ROANOKE TIMES 
                      Copyright (c) 1996, Roanoke Times

DATE: Sunday, June 9, 1996                   TAG: 9606070049
SECTION: EDITORIAL                PAGE: 2    EDITION: METRO 


TESTING FAITH CRIME, PUNISHMENT, REDEMPTION?

EVERY AMERICAN can believe in and practice the religion of his or her choice. It's in the Constitution.

Society, though, can ill-afford much sympathy for an incarcerated lawbreaker who demands special consideration for his religious practices while balking at showing evidence that he is sincere in his beliefs.

Let's hope scant precious time and money will have to be spent to resolve a Muslim prisoner's claim that a new Virginia Corrections Department policy violates his constitutionally protected freedom of religion. The policy requires an inmate professing to be Jewish or Muslim to submit a written statement from a rabbi or imam vouching for the prisoner's sincerity before he can receive meals prepared according to the dietary rules of those religions. A federal judge has barred the state from implementing the policy until a hearing can be held.

The constitutional issue certainly should be resolved. But as a practical matter, the state has a reasonable interest in testing the depth of prisoners' religious fervor when it has nothing to do with trying to control what any individual believes.

The fact is that accommodating religious practices can be expensive and troublesome. Prisoners with religious dietary requirements must be sent to Buckingham Correctional Center in Dillwyn, the only state prison that provides the special meals, which, not incidentally, are more expensive than regular prison food.

A spokesman says the Corrections Department "does take religious requirements very seriously," and it should. But the state is hardly being oppressive to expect to see evidence that the prisoners for whom they go to all this trouble are serious, too.

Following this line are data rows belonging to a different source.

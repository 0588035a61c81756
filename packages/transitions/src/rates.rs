//! Per-region entrance/exit rates.
//!
//! Every catalog region gets a [`RegionRate`], including regions with no
//! activity. Counts are raw; rates divide by window hours and region area
//! in square miles, and are `None` whenever either divisor is not positive.

use std::collections::BTreeMap;

use airspace_models::{RateWindow, RegionId, RegionRate, TransitionEvent, TransitionKind};
use airspace_spatial::Region;

/// Counts `ENTRY`/`EXIT` events per region within `window`.
///
/// Events for [`RegionId::Outside`] and for identifiers not present in
/// `regions` are ignored.
#[must_use]
pub fn aggregate(
    transitions: &[TransitionEvent],
    regions: &[Region],
    window: RateWindow,
) -> BTreeMap<String, RegionRate> {
    let mut counts: BTreeMap<&str, (u64, u64)> = regions
        .iter()
        .map(|region| (region.id.as_str(), (0, 0)))
        .collect();

    for event in transitions.iter().filter(|e| window.contains(e.timestamp)) {
        let RegionId::Region(id) = &event.region_id else {
            continue;
        };
        let Some((entrances, exits)) = counts.get_mut(id.as_str()) else {
            log::debug!("Ignoring transition for unknown region {id}");
            continue;
        };
        match event.kind {
            TransitionKind::Entry => *entrances += 1,
            TransitionKind::Exit => *exits += 1,
        }
    }

    let hours = window.hours();

    regions
        .iter()
        .map(|region| {
            let (entrance_count, exit_count) =
                counts.get(region.id.as_str()).copied().unwrap_or_default();
            let event_count = entrance_count + exit_count;
            let area = (!region.is_degenerate()).then_some(region.area_sq_mi);

            let rate = RegionRate {
                region_id: region.id.clone(),
                window,
                entrance_count,
                exit_count,
                event_count,
                entrance_rate: normalize(entrance_count, hours, area),
                exit_rate: normalize(exit_count, hours, area),
                event_rate: normalize(event_count, hours, area),
            };
            (region.id.clone(), rate)
        })
        .collect()
}

#[allow(clippy::cast_precision_loss)]
fn normalize(count: u64, hours: f64, area_sq_mi: Option<f64>) -> Option<f64> {
    let area = area_sq_mi?;
    if hours <= 0.0 || !hours.is_finite() {
        return None;
    }
    Some(count as f64 / hours / area)
}
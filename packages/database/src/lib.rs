#![cfg_attr(feature = "fail-on-warnings", deny(warnings))]
#![warn(clippy::all, clippy::pedantic, clippy::nursery, clippy::cargo)]
#![allow(clippy::multiple_crate_versions)]

//! `DuckDB` storage for the airspace enrichment pipeline.
//!
//! Reads raw `OpenSky` state vectors from the observation store written by
//! the Kafka consumer (or from the producer's JSON-lines messages), and
//! writes the three enriched output tables, optionally exporting them to
//! Parquet.

pub mod json_lines;
pub mod observations_db;
pub mod output_db;
pub mod paths;

/// Errors that can occur during database operations.
#[derive(Debug, thiserror::Error)]
pub enum DbError {
    /// `DuckDB` query error.
    #[error("DuckDB error: {0}")]
    DuckDb(#[from] duckdb::Error),

    /// File system error.
    #[error("I/O error: {0}")]
    Io(#[from] std::io::Error),

    /// JSON encoding or decoding error.
    #[error("JSON error: {0}")]
    Json(#[from] serde_json::Error),

    /// Data conversion error.
    #[error("Data conversion error: {message}")]
    Conversion {
        /// Description of what went wrong.
        message: String,
    },
}

/// Rejects anything but a plain SQL identifier, since table names cannot
/// be bound as parameters.
///
/// # Errors
///
/// Returns [`DbError::Conversion`] if `name` is empty or contains
/// characters other than ASCII alphanumerics and underscores.
pub fn validate_identifier(name: &str) -> Result<&str, DbError> {
    let valid = !name.is_empty()
        && !name.starts_with(|c: char| c.is_ascii_digit())
        && name.chars().all(|c| c.is_ascii_alphanumeric() || c == '_');

    if valid {
        Ok(name)
    } else {
        Err(DbError::Conversion {
            message: format!("invalid table name {name:?}"),
        })
    }
}

#[cfg(test)]
mod tests {
    use super::*;

    #[test]
    fn accepts_plain_identifiers() {
        assert_eq!(validate_identifier("airspace").unwrap(), "airspace");
        assert_eq!(validate_identifier("state_vectors_2").unwrap(), "state_vectors_2");
    }

    #[test]
    fn rejects_injection_attempts() {
        assert!(validate_identifier("").is_err());
        assert!(validate_identifier("1table").is_err());
        assert!(validate_identifier("airspace; DROP TABLE x").is_err());
        assert!(validate_identifier("\"quoted\"").is_err());
    }
}
#![cfg_attr(feature = "fail-on-warnings", deny(warnings))]
#![warn(clippy::all, clippy::pedantic, clippy::nursery, clippy::cargo)]
#![allow(clippy::multiple_crate_versions, clippy::cargo_common_metadata)]

//! CLI entry point for the airspace transition enrichment toolchain.
//!
//! Uses `indicatif-log-bridge` (via [`airspace_cli_utils::init_logger`])
//! to route `log` output through `indicatif::MultiProgress` so that log
//! lines and progress bars never fight for the terminal.

use std::path::PathBuf;
use std::time::Instant;

use airspace_cli_utils::IndicatifProgress;
use airspace_database::{json_lines, observations_db};
use airspace_enrich::config::{EnrichConfig, ObservationSourceConfig};
use airspace_spatial::RegionCatalog;
use clap::{Args, Parser, Subcommand};

#[derive(Parser)]
#[command(name = "airspace", about = "Airspace transition enrichment tool")]
struct Cli {
    /// TOML run configuration. Defaults apply when omitted.
    #[arg(long, global = true, env = "AIRSPACE_CONFIG")]
    config: Option<PathBuf>,

    #[command(subcommand)]
    command: Commands,
}

#[derive(Subcommand)]
enum Commands {
    /// Enrich observations with regions, transitions, and rates
    Run(RunArgs),
    /// List the region catalog with computed areas
    Regions {
        /// `GeoJSON` region boundaries (overrides `[regions] path`)
        #[arg(long, env = "AIRSPACE_REGIONS")]
        regions: Option<PathBuf>,
        /// Feature property holding the region identifier
        #[arg(long)]
        id_property: Option<String>,
    },
    /// Load a JSON-lines capture into the `DuckDB` observation store
    Import {
        /// JSON-lines file of state vectors or `/states/all` responses
        input: PathBuf,
        /// Observation store to write (defaults to the configured store)
        #[arg(long)]
        store: Option<PathBuf>,
        /// Table to write
        #[arg(long)]
        table: Option<String>,
    },
}

/// Overrides for the `run` subcommand; each replaces its config-file
/// counterpart when given.
#[derive(Args, Default)]
struct RunArgs {
    /// `GeoJSON` region boundaries
    #[arg(long, env = "AIRSPACE_REGIONS")]
    regions: Option<PathBuf>,
    /// Feature property holding the region identifier
    #[arg(long)]
    id_property: Option<String>,
    /// Read observations from this `DuckDB` observation store
    #[arg(long, env = "AIRSPACE_OBSERVATIONS", conflicts_with = "json_lines")]
    observations: Option<PathBuf>,
    /// Observation table within the store
    #[arg(long)]
    table: Option<String>,
    /// Read observations from a JSON-lines capture instead of `DuckDB`
    #[arg(long)]
    json_lines: Option<PathBuf>,
    /// Output `DuckDB` file
    #[arg(long, env = "AIRSPACE_OUTPUT")]
    output: Option<PathBuf>,
    /// Also export the output tables as Parquet into this directory
    #[arg(long)]
    parquet_dir: Option<PathBuf>,
    /// Trailing rate window in hours (default: span of the batch)
    #[arg(long)]
    window_hours: Option<f64>,
    /// Drop on-ground observations before tracking
    #[arg(long)]
    airborne_only: bool,
    /// Number of regions the catalog is expected to contain
    #[arg(long)]
    expected_regions: Option<usize>,
}

fn main() -> Result<(), Box<dyn std::error::Error>> {
    let multi = airspace_cli_utils::init_logger();
    let cli = Cli::parse();

    let config = match &cli.config {
        Some(path) => EnrichConfig::load(path)?,
        None => EnrichConfig::default(),
    };

    match cli.command {
        Commands::Run(args) => {
            let config = apply_overrides(config, args);
            config.validate()?;

            let start = Instant::now();
            let progress = IndicatifProgress::batch_bar(&multi, "Enriching observations");
            let summary = airspace_enrich::run(&config, progress.as_ref())?;

            println!("{summary}");
            log::info!("Finished in {:.1}s", start.elapsed().as_secs_f64());
        }
        Commands::Regions {
            regions,
            id_property,
        } => {
            let path = regions.unwrap_or(config.regions.path);
            let id_property = id_property.unwrap_or(config.regions.id_property);
            let catalog = RegionCatalog::load(&path, &id_property)?;

            println!("{:<4} {:<24} {:>16} DEGENERATE", "#", "ID", "AREA (SQ MI)");
            println!("{}", "-".repeat(58));
            for (i, region) in catalog.regions().iter().enumerate() {
                println!(
                    "{:<4} {:<24} {:>16.1} {}",
                    i,
                    region.id,
                    region.area_sq_mi,
                    if region.is_degenerate() { "yes" } else { "" }
                );
            }

            if catalog.len() != config.expected_regions {
                log::warn!(
                    "Expected {} regions, loaded {}",
                    config.expected_regions,
                    catalog.len()
                );
            }
        }
        Commands::Import {
            input,
            store,
            table,
        } => {
            let (default_store, default_table) = match config.observations {
                ObservationSourceConfig::Duckdb { path, table } => (path, table),
                ObservationSourceConfig::JsonLines { .. } => (
                    airspace_database::paths::observations_db_path(),
                    observations_db::DEFAULT_TABLE.to_string(),
                ),
            };
            let store = store.unwrap_or(default_store);
            let table = table.unwrap_or(default_table);

            let batch = json_lines::read_file(&input)?;
            let conn = observations_db::open(&store, &table)?;
            let inserted = observations_db::insert_state_vectors(&conn, &table, &batch.records)?;

            println!(
                "Imported {inserted} state vectors into {} ({table}); {} unreadable lines",
                store.display(),
                batch.unreadable
            );
        }
    }

    Ok(())
}

/// Applies `run` flags on top of the loaded configuration.
fn apply_overrides(mut config: EnrichConfig, args: RunArgs) -> EnrichConfig {
    if let Some(path) = args.regions {
        config.regions.path = path;
    }
    if let Some(id_property) = args.id_property {
        config.regions.id_property = id_property;
    }

    if let Some(path) = args.json_lines {
        config.observations = ObservationSourceConfig::JsonLines { path };
    } else if args.observations.is_some() || args.table.is_some() {
        let (default_path, default_table) = match config.observations {
            ObservationSourceConfig::Duckdb { path, table } => (path, table),
            ObservationSourceConfig::JsonLines { .. } => (
                airspace_database::paths::observations_db_path(),
                observations_db::DEFAULT_TABLE.to_string(),
            ),
        };
        config.observations = ObservationSourceConfig::Duckdb {
            path: args.observations.unwrap_or(default_path),
            table: args.table.unwrap_or(default_table),
        };
    }

    if let Some(database) = args.output {
        config.output.database = database;
    }
    if args.parquet_dir.is_some() {
        config.output.parquet_dir = args.parquet_dir;
    }
    if args.window_hours.is_some() {
        config.window_hours = args.window_hours;
    }
    if args.airborne_only {
        config.airborne_only = true;
    }
    if let Some(expected) = args.expected_regions {
        config.expected_regions = expected;
    }

    config
}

Why would anyone claim to embrace a faith he does not have? There are many possible reasons: to break the monotony of prison food, to hassle authorities, to re-establish some control over the small routines of one's own life. Such motives seem all the more likely among people whose lives are restricted in the first place because they have broken the laws by which society functions peacefully.

The state will have to abide by the court's ruling, whatever it is. But people of faith can live by their religion's teachings whether they are able to honor every rule or not. That would be the best evidence of a lawbreaker's good faith.